- What is needed
Search the material below for the word "restarts" and copy every line in which it occurs.

BEGIN Information supplied

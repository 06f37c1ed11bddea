//! FASTA parsing and record alignment
//!
//! FASTA records begin with `>` at a line start and run until the next `>`
//! header or end of data. Sequences may span multiple lines; the parser
//! keeps the raw span (terminators included) and leaves skipping them to the
//! consumer, so records stay single contiguous borrows.

use std::sync::atomic::{AtomicU64, Ordering};

use memchr::memmem;

use crate::error::{Error, Result};
use crate::partition::Range;

use super::{ReadId, SequenceRecord};

/// Finds the first record start at or after `range.start`: offset 0 when the
/// window opens on a `>`, otherwise the first `>` following a newline.
/// Returns `range.end` when the window holds no record start.
pub fn find_record_start(block: &[u8], range: &Range) -> u64 {
    debug_assert_eq!(block.len() as u64, range.len());
    if range.start == 0 && block.first() == Some(&b'>') {
        return 0;
    }
    match memmem::find(block, b"\n>") {
        Some(p) => range.start + p as u64 + 1,
        None => range.end,
    }
}

/// Iterator over the records of a record-aligned block
pub struct FastaRecords<'a> {
    block: &'a [u8],
    pos: usize,
    base_offset: u64,
    file_id: u32,
    ordinals: &'a AtomicU64,
}

impl<'a> FastaRecords<'a> {
    pub fn new(block: &'a [u8], base_offset: u64, file_id: u32, ordinals: &'a AtomicU64) -> Self {
        Self {
            block,
            pos: 0,
            base_offset,
            file_id,
            ordinals,
        }
    }
}

impl<'a> Iterator for FastaRecords<'a> {
    type Item = Result<SequenceRecord<'a>>;

    fn next(&mut self) -> Option<Self::Item> {
        while self.pos < self.block.len()
            && (self.block[self.pos] == b'\n' || self.block[self.pos] == b'\r')
        {
            self.pos += 1;
        }
        if self.pos >= self.block.len() {
            return None;
        }

        let rec_start = self.pos;
        if self.block[rec_start] != b'>' {
            self.pos = self.block.len();
            return Some(Err(Error::format(
                self.base_offset + rec_start as u64,
                "expected '>' at record start",
            )));
        }

        // header runs to the end of the line
        let rest = &self.block[rec_start..];
        let header_end = memchr::memchr(b'\n', rest)
            .map(|p| rec_start + p)
            .unwrap_or(self.block.len());
        let mut header = &self.block[rec_start + 1..header_end];
        if let [head @ .., b'\r'] = header {
            header = head;
        }

        // sequence spans to the next header or the end of the block; the
        // boundary search starts at the header's own terminator so that a
        // header-only record yields an empty sequence
        let seq_start = (header_end + 1).min(self.block.len());
        let seq_end = memmem::find(&self.block[header_end..], b"\n>")
            .map(|p| header_end + p + 1)
            .unwrap_or(self.block.len());
        self.pos = seq_end;

        Some(Ok(SequenceRecord {
            id: ReadId {
                file_id: self.file_id,
                ordinal: self.ordinals.fetch_add(1, Ordering::Relaxed),
                offset: self.base_offset + rec_start as u64,
            },
            header,
            seq: &self.block[seq_start..seq_end],
            qual: None,
        }))
    }
}
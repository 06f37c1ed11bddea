//! Rolling k-mer emission over sequence records
//!
//! [`KmerWindows`] walks one record and yields `(k-mer, offset, quality)`
//! for every full window, pulling rather than pushing so the caller decides
//! where emissions go. A character outside the alphabet breaks the window:
//! nothing spanning it is emitted, accumulation restarts behind it, and the
//! incident is visible only as a counter. Ignorable bytes (the newlines of a
//! multi-line FASTA sequence) are passed over without breaking the window
//! and without consuming a character offset.

use crate::alphabet::{Alphabet, INVALID_CODE, SKIP_CODE};
use crate::format::SequenceRecord;
use crate::kmer::{Kmer, KmerSpec};
use crate::quality::{QualityWindow, SangerEncoder};

/// One emitted window
#[derive(Debug, Clone, Copy)]
pub struct KmerHit {
    pub kmer: Kmer,
    /// Character offset of the window start within the read.
    pub offset: u32,
    /// Combined log2 correctness probability of the window; zero when the
    /// record carries no quality line.
    pub quality: f64,
}

/// Pull iterator over the k-mer windows of one record
pub struct KmerWindows<'a> {
    seq: &'a [u8],
    qual: Option<&'a [u8]>,
    alphabet: &'static Alphabet,
    encoder: &'a SangerEncoder,
    kmer: Kmer,
    window: QualityWindow,
    /// Byte cursor into `seq`.
    pos: usize,
    /// Character offset of the next character (ignorable bytes excluded).
    char_pos: usize,
    /// Valid characters accumulated since the last window break.
    filled: usize,
    invalid_chars: u64,
}

impl<'a> KmerWindows<'a> {
    pub fn new(
        record: &SequenceRecord<'a>,
        spec: KmerSpec,
        alphabet: &'static Alphabet,
        encoder: &'a SangerEncoder,
    ) -> Self {
        debug_assert_eq!(alphabet.bits_per_char, spec.bits_per_char());
        Self {
            seq: record.seq,
            qual: record.qual,
            alphabet,
            encoder,
            kmer: Kmer::new(spec),
            window: QualityWindow::new(spec.k()),
            pos: 0,
            char_pos: 0,
            filled: 0,
            invalid_chars: 0,
        }
    }

    /// Characters skipped because they were outside the alphabet.
    pub fn invalid_chars(&self) -> u64 {
        self.invalid_chars
    }
}

impl Iterator for KmerWindows<'_> {
    type Item = KmerHit;

    fn next(&mut self) -> Option<KmerHit> {
        let k = self.kmer.spec().k();
        while self.pos < self.seq.len() {
            let byte = self.seq[self.pos];
            let qual_byte = self.qual.map(|q| q[self.pos]);
            self.pos += 1;

            match self.alphabet.code(byte) {
                SKIP_CODE => continue,
                INVALID_CODE => {
                    self.invalid_chars += 1;
                    self.filled = 0;
                    self.kmer.clear();
                    self.window.clear();
                    self.char_pos += 1;
                }
                code => {
                    self.kmer.append(code);
                    if let Some(q) = qual_byte {
                        self.window.push(self.encoder.log_prob(q));
                    }
                    self.char_pos += 1;
                    self.filled += 1;
                    if self.filled >= k {
                        return Some(KmerHit {
                            kmer: self.kmer,
                            offset: (self.char_pos - k) as u32,
                            quality: if self.qual.is_some() {
                                self.window.score()
                            } else {
                                0.0
                            },
                        });
                    }
                }
            }
        }
        None
    }
}

#[cfg(test)]
mod testing {
    use super::*;
    use crate::alphabet::DNA;
    use crate::format::ReadId;

    fn record<'a>(seq: &'a [u8], qual: Option<&'a [u8]>) -> SequenceRecord<'a> {
        SequenceRecord {
            id: ReadId {
                file_id: 0,
                ordinal: 0,
                offset: 0,
            },
            header: b"test",
            seq,
            qual,
        }
    }

    fn hits(seq: &[u8], qual: Option<&[u8]>, k: usize) -> (Vec<KmerHit>, u64) {
        let spec = KmerSpec::for_alphabet(k, &DNA).unwrap();
        let encoder = SangerEncoder::new();
        let rec = record(seq, qual);
        let mut windows = KmerWindows::new(&rec, spec, &DNA, &encoder);
        let mut out = Vec::new();
        for hit in windows.by_ref() {
            out.push(hit);
        }
        (out, windows.invalid_chars())
    }

    #[test]
    fn test_emission_count_and_offsets() {
        let (out, invalid) = hits(b"ACGTACGTAC", None, 4);
        assert_eq!(out.len(), 10 - 4 + 1);
        assert_eq!(invalid, 0);
        for (i, hit) in out.iter().enumerate() {
            assert_eq!(hit.offset as usize, i);
        }
    }

    #[test]
    fn test_emitted_values_roll() {
        let spec = KmerSpec::for_alphabet(4, &DNA).unwrap();
        let (out, _) = hits(b"ACGTAC", None, 4);
        assert_eq!(out.len(), 3);
        assert_eq!(out[0].kmer, Kmer::from_ascii(spec, &DNA, b"ACGT").unwrap());
        assert_eq!(out[1].kmer, Kmer::from_ascii(spec, &DNA, b"CGTA").unwrap());
        assert_eq!(out[2].kmer, Kmer::from_ascii(spec, &DNA, b"GTAC").unwrap());
    }

    #[test]
    fn test_short_record_emits_nothing() {
        let (out, _) = hits(b"ACG", None, 4);
        assert!(out.is_empty());
    }

    #[test]
    fn test_invalid_character_breaks_window() {
        // no window may span the N; emission restarts after it
        let spec = KmerSpec::for_alphabet(3, &DNA).unwrap();
        let (out, invalid) = hits(b"ACGTNACGT", None, 3);
        assert_eq!(invalid, 1);
        assert_eq!(out.len(), 4);
        let offsets: Vec<u32> = out.iter().map(|h| h.offset).collect();
        assert_eq!(offsets, vec![0, 1, 5, 6]);
        assert_eq!(out[2].kmer, Kmer::from_ascii(spec, &DNA, b"ACG").unwrap());
    }

    #[test]
    fn test_consecutive_invalid_characters() {
        let (out, invalid) = hits(b"ACNNNGT", None, 2);
        assert_eq!(invalid, 3);
        let offsets: Vec<u32> = out.iter().map(|h| h.offset).collect();
        assert_eq!(offsets, vec![0, 5]);
    }

    #[test]
    fn test_quality_follows_window() {
        let encoder = SangerEncoder::new();
        let (out, _) = hits(b"ACGTA", Some(b"IJKLM"), 3);
        assert_eq!(out.len(), 3);
        for (i, hit) in out.iter().enumerate() {
            let expected: f64 = b"IJKLM"[i..i + 3]
                .iter()
                .map(|&c| encoder.log_prob(c))
                .sum();
            assert!((hit.quality - expected).abs() < 1e-9);
        }
    }

    #[test]
    fn test_quality_window_resets_on_invalid() {
        // the '!' under the N never leaks into a later window
        let encoder = SangerEncoder::new();
        let (out, _) = hits(b"ACNGTA", Some(b"II!JKL"), 2);
        let offsets: Vec<u32> = out.iter().map(|h| h.offset).collect();
        assert_eq!(offsets, vec![0, 3, 4]);
        assert!(out.iter().all(|h| h.quality.is_finite()));
        let expected: f64 = [b'J', b'K'].iter().map(|&c| encoder.log_prob(c)).sum();
        assert!((out[1].quality - expected).abs() < 1e-9);
    }

    #[test]
    fn test_newlines_skipped_without_breaking() {
        // multi-line FASTA sequence: the window crosses the line boundary
        let spec = KmerSpec::for_alphabet(4, &DNA).unwrap();
        let (out, invalid) = hits(b"ACG\nTAC\n", None, 4);
        assert_eq!(invalid, 0);
        assert_eq!(out.len(), 3);
        assert_eq!(out[0].kmer, Kmer::from_ascii(spec, &DNA, b"ACGT").unwrap());
        assert_eq!(out[0].offset, 0);
        assert_eq!(out[2].offset, 2);
    }

    #[test]
    fn test_fasta_quality_defaults_to_zero() {
        let (out, _) = hits(b"ACGT", None, 4);
        assert_eq!(out[0].quality, 0.0);
    }
}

END Information supplied

- Completed task
//! nothing spanning it is emitted, accumulation restarts behind it, and the
        // no window may span the N; emission restarts after it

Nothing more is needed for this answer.